While we agree with the BAP that the discharges should not be vacated, Weston's legal arguments are not so lacking in merit to warrant sanctions.5 When the first discharge was entered, one of the issues still pending on appeal was whether the bankruptcy court properly converted Weston's bankruptcies from Chapter 11 to Chapter 7. By granting a discharge while this issue was pending on appeal, the bankruptcy court created a potential for conflict with appellate rulings. Thus, Weston's argument that the discharges should not have been entered is not frivolous, even though the conversion was eventually affirmed. Although the BAP cited several other reasons for rejecting Weston's appeal, none of them is so clear under the law of this circuit as to prevent Weston from making reasonable arguments on appeal. Significantly, Weston's prior appeals have met with some success; thus far, her bankruptcy litigation has not been merely vexatious.

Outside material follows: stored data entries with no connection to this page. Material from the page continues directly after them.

//! DHT11 ambient temperature and humidity
//!
//! The driver reports Celsius; conversion to Fahrenheit happens here so every
//! sink sees the same unit.

use super::SensorPort;
use crate::error::{FailureKind, ReadFailure};
use crate::model::Reading;
use std::fs;
use std::io;
use std::path::{Path, PathBuf};
use thiserror::Error;
use tracing::debug;

// Linux errno values surfaced by the dht11 IIO driver and sysfs
const EIO: i32 = 5;
const EAGAIN: i32 = 11;
const ENODEV: i32 = 19;
const ENOTDIR: i32 = 20;
const EISDIR: i32 = 21;
const ETIMEDOUT: i32 = 110;

/// Errors reported by a DHT-style driver
#[derive(Debug, Error)]
pub enum DriverError {
    #[error("timing error: {0}")]
    Timing(String),
    #[error("checksum did not validate")]
    Checksum,
    #[error("device absent: {0}")]
    Absent(String),
    #[error("driver failure: {0}")]
    Internal(String),
}

impl DriverError {
    pub fn kind(&self) -> FailureKind {
        match self {
            DriverError::Timing(_) | DriverError::Checksum => FailureKind::Recoverable,
            DriverError::Absent(_) | DriverError::Internal(_) => FailureKind::Fatal,
        }
    }
}

impl From<DriverError> for ReadFailure {
    fn from(err: DriverError) -> Self {
        ReadFailure { kind: err.kind(), message: err.to_string() }
    }
}

/// Raw access to a humidity/temperature device.
pub trait AmbientDriver: Send {
    /// Returns `(temperature_c, humidity_pct)`.
    fn read_raw(&mut self) -> Result<(f64, f64), DriverError>;

    fn close(&mut self) {}
}

pub fn celsius_to_fahrenheit(celsius: f64) -> f64 {
    celsius * 9.0 / 5.0 + 32.0
}

pub struct AmbientPort<D> {
    driver: D,
}

impl<D: AmbientDriver> AmbientPort<D> {
    pub fn new(driver: D) -> Self {
        Self { driver }
    }
}

impl<D: AmbientDriver> SensorPort for AmbientPort<D> {
    fn read(&mut self) -> Result<Reading, ReadFailure> {
        let (temperature_c, humidity_pct) = self.driver.read_raw()?;
        Ok(Reading::Ambient {
            temperature_f: celsius_to_fahrenheit(temperature_c),
            humidity_pct,
        })
    }

    fn release(&mut self) {
        self.driver.close();
    }
}

/// DHT11 exposed by the Linux `dht11` IIO driver.
///
/// Channels are plain text in milli-units: `in_temp_input` (m°C) and
/// `in_humidityrelative_input` (m%).
#[derive(Debug, Clone)]
pub struct IioDht11 {
    device: PathBuf,
}

impl IioDht11 {
    pub fn new(device: impl Into<PathBuf>) -> Self {
        Self { device: device.into() }
    }

    fn read_channel(&self, channel: &str) -> Result<f64, DriverError> {
        let path = self.device.join(channel);
        let text = fs::read_to_string(&path).map_err(|e| classify_io(&path, e))?;
        let milli: i64 = text
            .trim()
            .parse()
            .map_err(|e| DriverError::Internal(format!("{}: {e}", path.display())))?;
        Ok(milli as f64 / 1000.0)
    }
}

/// Bad-checksum and missed-edge reads come back as EIO, ETIMEDOUT or EAGAIN
/// and are worth retrying. A path that is not a live device is absent.
fn classify_io(path: &Path, err: io::Error) -> DriverError {
    let detail = format!("{}: {err}", path.display());
    match (err.kind(), err.raw_os_error()) {
        (io::ErrorKind::NotFound | io::ErrorKind::PermissionDenied, _) => DriverError::Absent(detail),
        (_, Some(ENODEV | ENOTDIR | EISDIR)) => DriverError::Absent(detail),
        (_, Some(EIO | ETIMEDOUT | EAGAIN)) => DriverError::Timing(detail),
        (io::ErrorKind::TimedOut | io::ErrorKind::WouldBlock, _) => DriverError::Timing(detail),
        _ => DriverError::Internal(detail),
    }
}

impl AmbientDriver for IioDht11 {
    fn read_raw(&mut self) -> Result<(f64, f64), DriverError> {
        let temperature_c = self.read_channel("in_temp_input")?;
        let humidity_pct = self.read_channel("in_humidityrelative_input")?;
        debug!(temperature_c, humidity_pct, "dht11 raw values");
        Ok((temperature_c, humidity_pct))
    }
}

#[cfg(test)]
mod tests {
    use super::*;

    enum FixedDriver {
        Values(f64, f64),
        Checksum,
        Absent,
    }

    impl AmbientDriver for FixedDriver {
        fn read_raw(&mut self) -> Result<(f64, f64), DriverError> {
            match self {
                FixedDriver::Values(c, h) => Ok((*c, *h)),
                FixedDriver::Checksum => Err(DriverError::Checksum),
                FixedDriver::Absent => Err(DriverError::Absent("gone".into())),
            }
        }
    }

    #[test]
    fn test_conversion_fixed_points() {
        assert_eq!(celsius_to_fahrenheit(0.0), 32.0);
        assert_eq!(celsius_to_fahrenheit(100.0), 212.0);
        assert_eq!(celsius_to_fahrenheit(-40.0), -40.0);
    }

    #[test]
    fn test_port_converts_before_returning() {
        let mut port = AmbientPort::new(FixedDriver::Values(25.0, 55.0));
        assert_eq!(
            port.read().unwrap(),
            Reading::Ambient { temperature_f: 77.0, humidity_pct: 55.0 }
        );
    }

    #[test]
    fn test_failure_classes() {
        let mut checksum = AmbientPort::new(FixedDriver::Checksum);
        assert_eq!(checksum.read().unwrap_err().kind, FailureKind::Recoverable);

        let mut absent = AmbientPort::new(FixedDriver::Absent);
        assert_eq!(absent.read().unwrap_err().kind, FailureKind::Fatal);
    }

    #[test]
    fn test_iio_reads_milli_units() {
        let dir = tempfile::tempdir().unwrap();
        fs::write(dir.path().join("in_temp_input"), "21500\n").unwrap();
        fs::write(dir.path().join("in_humidityrelative_input"), "45000\n").unwrap();

        let mut driver = IioDht11::new(dir.path());
        assert_eq!(driver.read_raw().unwrap(), (21.5, 45.0));
    }

    #[test]
    fn test_iio_missing_device_is_fatal() {
        let dir = tempfile::tempdir().unwrap();
        let mut driver = IioDht11::new(dir.path().join("iio:device9"));
        assert_eq!(driver.read_raw().unwrap_err().kind(), FailureKind::Fatal);
    }

    #[test]
    fn test_iio_device_path_is_a_file_is_fatal() {
        let dir = tempfile::tempdir().unwrap();
        let device = dir.path().join("iio:device0");
        fs::write(&device, "").unwrap();

        let err = IioDht11::new(&device).read_raw().unwrap_err();
        assert!(matches!(err, DriverError::Absent(_)), "{err}");
        assert_eq!(err.kind(), FailureKind::Fatal);
    }

    #[test]
    fn test_errno_classification() {
        let path = Path::new("/sys/bus/iio/devices/iio:device0/in_temp_input");
        let classify = |errno| classify_io(path, io::Error::from_raw_os_error(errno));

        assert!(matches!(classify(EIO), DriverError::Timing(_)));
        assert!(matches!(classify(ETIMEDOUT), DriverError::Timing(_)));
        assert!(matches!(classify(EAGAIN), DriverError::Timing(_)));
        assert!(matches!(classify(ENODEV), DriverError::Absent(_)));
        assert!(matches!(classify(ENOTDIR), DriverError::Absent(_)));
        assert!(matches!(classify(EISDIR), DriverError::Absent(_)));
        // ENOSPC: nothing a retry fixes
        assert!(matches!(classify(28), DriverError::Internal(_)));

        assert_eq!(classify(EIO).kind(), FailureKind::Recoverable);
        assert_eq!(classify(ENODEV).kind(), FailureKind::Fatal);
    }

    #[test]
    fn test_iio_garbage_is_internal() {
        let dir = tempfile::tempdir().unwrap();
        fs::write(dir.path().join("in_temp_input"), "not a number").unwrap();
        let mut driver = IioDht11::new(dir.path());
        assert!(matches!(driver.read_raw(), Err(DriverError::Internal(_))));
    }
}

We, therefore, reverse the sanctions imposed by the BAP and deny First Interstate Bank's request for additional sanctions. See In re Mann, 907 F.2d at 928 (declining to impose sanctions for arguments that are weak but not frivolous).

12

AFFIRMED IN PART and REVERSED IN PART.

*

The panel unanimously finds this case suitable for decision without oral argument. Fed.R.App.P. 34(a); 9th Cir.R. 34-4. Accordingly, First Interstate Bank's request for oral argument is denied

**

This disposition is not appropriate for publication and may not be cited to or by the courts of this circuit except as provided by 9th Cir.R. 36-3

1

Although the bankruptcy court previously granted a stay in at least one of Weston's bankruptcies, the court's subsequent orders effectively vacated that stay. Weston subsequently reapplied for a stay pending appeal, but the bankruptcy court apparently did not rule on the motion. Weston did not seek relief from the court's delay, and we are now unable to attribute any legal significance to the renewed stay request

2

According to Weston, a California court has "ruled that the [foreclosure] sale [was] properly conducted." In a motion filed with this court on September 12, 1994, Weston requests review of the state court's jurisdiction to make this finding. We deny the motion because no federal court order prohibited the state court from exercising jurisdiction and federal courts ordinarily cannot review state court judgments. See, e.g., Partington v. Gedan, 961 F.2d 852, 864 (9th Cir.), cert. denied, 113 S.Ct. 600 (1992)

3

Weston also refers to appeals pending before the BAP and district court, but at least one of these appeals appears to have been resolved and Weston does not explain how these appeals might be affected by the discharges

4

Similarly, the bankruptcy court did not violate Fed.R.Bankr.P. 8005 by failing to specify "terms as will protect the rights of all parties in interest" when it entered the discharges

5

Although the BAP's decision to impose sanctions may be subject to the "abuse of discretion" standard of review, a court abuses its discretion if its decision rests on an erroneous legal premise, and questions of law are reviewed de novo. Layman v. Combs, 994 F.2d 1344, 1353 n. 4 (9th Cir.1992), cert. denied, 114 S.Ct. 303 (1993)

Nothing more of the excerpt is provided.